Credit can be exasperating. A lot of times, it takes credit to build credit. So, what are you supposed to do when you don’t have any credit with which to start, or you don’t have the positive credit history you need to get a loan for a house or a car or any other major acquisition? It’s a dilemma.
But it isn’t hopeless. Establishing new credit and then using it might involve taking some baby steps (and some of those steps might take a little more time than you’d like), but it can be done. Here are some ways to make it happen:
- Ask a family member or a trusted friend to allow you to be an authorized user on their current credit card.
- Ask a relative or friend to be a cosigner on your own new card.
- Apply for a secured credit card of your own.
- Build a track record of paying your cell phone or utilities or streaming service bills on time.
- In a pinch, you can take out a credit-builder loan which requires you to make the payments on it before you get the lump sum of the loan.

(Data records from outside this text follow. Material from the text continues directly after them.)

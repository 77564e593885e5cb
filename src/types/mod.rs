//! Shared Types
//!
//! Data model and error types used across all pipeline stages.

pub mod analysis;
pub mod chat;
pub mod error;
pub mod role;

pub use analysis::{
    AnalysisResult, Endpoint, FileCategories, FileEntry, FunctionInfo, PullRequestResult,
    RepositoryRef, TreeEntry,
};
pub use chat::{ChatMessage, ChatSession, DocContext, MessageRole};
pub use error::{DocweaveError, ErrorCategory, ErrorClassifier, LlmError, Result};
pub use role::Role;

We’ll dive deeper into the fastest ways to build credit a little later. But first, let’s make sure you’re up to speed on a handful of pertinent definitions and issues you might encounter during the process.
What Is New Credit?
Essentially, new credit is any loan or line of credit you don’t already have. If you don’t have a credit score or a credit history, all the credit cards or loans you take on are considered new credit.
But you can have an established credit history and credit score and still add new credit when you apply and are approved for a different credit card or successfully get a new loan for things such as a car or home.

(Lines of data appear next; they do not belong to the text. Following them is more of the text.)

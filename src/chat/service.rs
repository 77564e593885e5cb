//! Chat Service
//!
//! Answers questions about a repository using its previously generated
//! documentation as context. Without a configured provider the service
//! degrades to canned keyword responses rather than failing.

use std::path::PathBuf;
use std::sync::Arc;
use tracing::{debug, info, warn};

use crate::ai::{self, RetryPolicy, SharedProvider};
use crate::config::ChatConfig;
use crate::types::{ChatMessage, ChatSession, DocContext, MessageRole, Result};

use super::store::SessionStore;

pub struct ChatService {
    provider: Option<SharedProvider>,
    store: Arc<dyn SessionStore>,
    retry: RetryPolicy,
    docs_dir: PathBuf,
    history_window: usize,
    context_truncate_chars: usize,
}

impl ChatService {
    pub fn new(
        provider: Option<SharedProvider>,
        store: Arc<dyn SessionStore>,
        retry: RetryPolicy,
        config: &ChatConfig,
    ) -> Self {
        if provider.is_none() {
            warn!("No AI provider configured - chat will use fallback responses");
        }
        Self {
            provider,
            store,
            retry,
            docs_dir: config.docs_dir.clone(),
            history_window: config.history_window,
            context_truncate_chars: config.context_truncate_chars,
        }
    }

    /// Create a session bound to one repository, eagerly loading any
    /// previously generated docs as context. Missing docs are fine.
    pub fn create_session(&self, repository_id: &str) -> ChatSession {
        let context = self.load_doc_context(repository_id);
        info!(
            repository = repository_id,
            docs = context.len(),
            "Creating chat session"
        );

        let session = ChatSession::new(repository_id, context);
        self.store.create(session.clone());
        session
    }

    /// Fetch an existing session
    pub fn get_session(&self, session_id: &str) -> Result<ChatSession> {
        self.store.get(session_id)
    }

    /// Append the user turn, produce the assistant turn, append and
    /// return it. Unknown session ids error before any mutation.
    pub async fn send_message(&self, session_id: &str, text: &str) -> Result<ChatMessage> {
        let session = self.store.get(session_id)?;

        let user_message = ChatMessage::new(MessageRole::User, text);
        self.store.append(session_id, user_message.clone())?;

        let reply = match &self.provider {
            Some(provider) => {
                let mut history = session.messages.clone();
                history.push(user_message);
                let prompt = ai::prompt::chat_prompt(
                    &session.context,
                    &history,
                    self.history_window,
                    self.context_truncate_chars,
                    text,
                );
                let provider = provider.clone();
                ai::retry_generation(self.retry, move || {
                    let provider = provider.clone();
                    let prompt = prompt.clone();
                    async move { provider.generate(&prompt).await }
                })
                .await?
            }
            None => Self::fallback_response(text),
        };

        let assistant_message = ChatMessage::new(MessageRole::Assistant, reply);
        self.store.append(session_id, assistant_message.clone())?;
        Ok(assistant_message)
    }

    /// Best-effort scan of the docs directory for this repository.
    /// `owner/repo` maps to `{docs_dir}/owner_repo/`.
    fn load_doc_context(&self, repository_id: &str) -> Vec<DocContext> {
        let dir = self.docs_dir.join(repository_id.replace('/', "_"));
        let Ok(entries) = std::fs::read_dir(&dir) else {
            debug!(dir = %dir.display(), "No generated docs found for repository");
            return Vec::new();
        };

        let mut context = Vec::new();
        for entry in entries.flatten() {
            let path = entry.path();
            let is_doc = path
                .extension()
                .is_some_and(|ext| ext == "md" || ext == "mdx");
            if !is_doc {
                continue;
            }
            match std::fs::read_to_string(&path) {
                Ok(content) => {
                    let truncated: String =
                        content.chars().take(self.context_truncate_chars).collect();
                    context.push(DocContext {
                        file: entry.file_name().to_string_lossy().into_owned(),
                        content: truncated,
                    });
                }
                Err(e) => warn!(path = %path.display(), error = %e, "Skipping unreadable doc"),
            }
        }
        context.sort_by(|a, b| a.file.cmp(&b.file));
        context
    }

    /// Keyword-routed canned replies for degraded mode
    fn fallback_response(text: &str) -> String {
        let message = text.to_lowercase();

        if message.contains("setup") || message.contains("install") {
            "To set up this project:\n1. Clone the repository\n2. Install dependencies\n\
             3. Configure environment variables\n4. Start the development server\n\n\
             *Note: Configure a Gemini API key for AI-powered responses*"
                .to_string()
        } else if message.contains("api") || message.contains("endpoint") {
            "This project includes several API endpoints. Check the generated documentation \
             for detailed API reference including endpoints, parameters, and examples.\n\n\
             *Note: Configure a Gemini API key for detailed API assistance*"
                .to_string()
        } else if message.contains("help") || message.contains("how") {
            "I'm here to help with questions about this project! You can ask about:\n\
             - Setup and installation\n- API endpoints and usage\n- Project structure\n\
             - Development workflow\n\n\
             *Note: Configure a Gemini API key for more detailed assistance*"
                .to_string()
        } else {
            "I'd be happy to help! However, I need a Gemini API key to provide detailed \
             responses. For now, please check the generated documentation or ask about \
             setup, API endpoints, or general project questions."
                .to_string()
        }
    }
}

There are three different types of credit, including:
- Lines of credit: These are arrangements between a financial institution such as a bank or credit union that presets a borrowing limit the customer can access as needed. With a line of credit, you can buy things by writing a check or using a bank card. You can get cash withdrawals when desired, too.
- Credit cards: They work like a line of credit in that they essentially are a personal loan for the consumer to use in an on-the-spot buy now/pay later situation.
- Revolving credit: This type of credit is a loan with a spending limit that refreshes as the debt is paid off. Most credit cards utilize revolving credit. Home equity lines of credit (HELOCs) and gas station, department store and other retail cards do as well.
Any time you add one of those credit types to your existing debts, it is considered new credit.
How Does New Credit Affect Your Credit Score?
New credit only accounts for 10% of an established credit score, so its role is less significant than, say, your payment history (35%) or your credit utilization ratio (30%).
Still, that 10% can make a difference, in either direction. New credit’s impact can increase your credit score, but it can also knock it down a notch or two. The negative consequences are especially pronounced if you’re just starting the process of building a credit history.
Either way, how new credit affects your credit score depends on several factors, including:
- How many different applications you’ve submitted for new credit at any given time. (Hint: Applying for more than a few new accounts in a short period of time will hurt more than it helps.)
- How quickly those applications are accepted and reported to the credit bureaus. (Hint: Nothing you can do about that. A lag between when you apply and when your application is accepted can cause a short-term drop in your credit score.)
- What you do with the new credit you’ve just acquired.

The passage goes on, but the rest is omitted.